■ TASK DIRECTIONS
For these records, count the lines containing the word "display" and respond with the number alone.

■ TASK DATA
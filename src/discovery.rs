//! Source file discovery
//!
//! Walks the analysed root and produces a [`FileInfo`] for every file whose
//! extension belongs to the selected dialect. Excluded directories are pruned
//! by name at any depth below the root. A `.depmapignore` file in any visited
//! directory adds gitignore-style rules.

use crate::models::FileInfo;
use anyhow::{bail, Context, Result};
use ignore::WalkBuilder;
use std::collections::HashSet;
use std::path::Path;
use tracing::{debug, warn};

/// Directories skipped unless the user overrides the list
pub const DEFAULT_EXCLUDED_DIRS: &[&str] = &[
    "vendor",
    "node_modules",
    ".git",
    ".svn",
    "storage",
    "cache",
    "tmp",
    "temp",
    ".idea",
    ".vscode",
    "bootstrap",
];

pub const IGNORE_FILENAME: &str = ".depmapignore";

/// Collect source files under `root`, sorted by relative path
pub fn collect_files(root: &Path, extensions: &[&str], excluded_dirs: &[String]) -> Result<Vec<FileInfo>> {
    let meta = std::fs::metadata(root)
        .with_context(|| format!("Cannot access {}", root.display()))?;
    if !meta.is_dir() {
        bail!("{} is not a directory", root.display());
    }

    let excluded: HashSet<String> = excluded_dirs.iter().cloned().collect();
    let extensions: Vec<String> = extensions.iter().map(|e| e.to_lowercase()).collect();

    let mut builder = WalkBuilder::new(root);
    builder
        .standard_filters(false)
        .add_custom_ignore_filename(IGNORE_FILENAME)
        .sort_by_file_name(|a, b| a.cmp(b))
        .filter_entry(move |entry| {
            if entry.depth() == 0 {
                return true;
            }
            let is_dir = entry.file_type().map(|t| t.is_dir()).unwrap_or(false);
            !(is_dir && excluded.contains(entry.file_name().to_string_lossy().as_ref()))
        });

    let mut files = Vec::new();
    for entry in builder.build() {
        let entry = match entry {
            Ok(entry) => entry,
            Err(e) => {
                warn!("Skipping unreadable entry: {}", e);
                continue;
            }
        };

        if !entry.file_type().map(|t| t.is_file()).unwrap_or(false) {
            continue;
        }

        let path = entry.path();
        let matches = path
            .extension()
            .and_then(|e| e.to_str())
            .map(|ext| extensions.iter().any(|allowed| allowed.eq_ignore_ascii_case(ext)))
            .unwrap_or(false);
        if !matches {
            continue;
        }

        let size = entry.metadata().map(|m| m.len()).unwrap_or(0);
        files.push(FileInfo::new(path, relative_path(root, path), size));
    }

    files.sort_by(|a, b| a.relative_path.cmp(&b.relative_path));
    debug!("Discovered {} files under {}", files.len(), root.display());
    Ok(files)
}

/// `/`-separated path of `path` below `root`
fn relative_path(root: &Path, path: &Path) -> String {
    let relative = path.strip_prefix(root).unwrap_or(path);
    relative
        .components()
        .map(|c| c.as_os_str().to_string_lossy())
        .collect::<Vec<_>>()
        .join("/")
}

/// Built-in exclusions followed by `extra`, de-duplicated in order
pub fn merge_excluded_dirs<'a>(extra: impl IntoIterator<Item = &'a String>) -> Vec<String> {
    let mut seen = HashSet::new();
    DEFAULT_EXCLUDED_DIRS
        .iter()
        .map(|d| d.to_string())
        .chain(extra.into_iter().cloned())
        .filter(|d| !d.is_empty() && seen.insert(d.clone()))
        .collect()
}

■ FINISHED TASK
3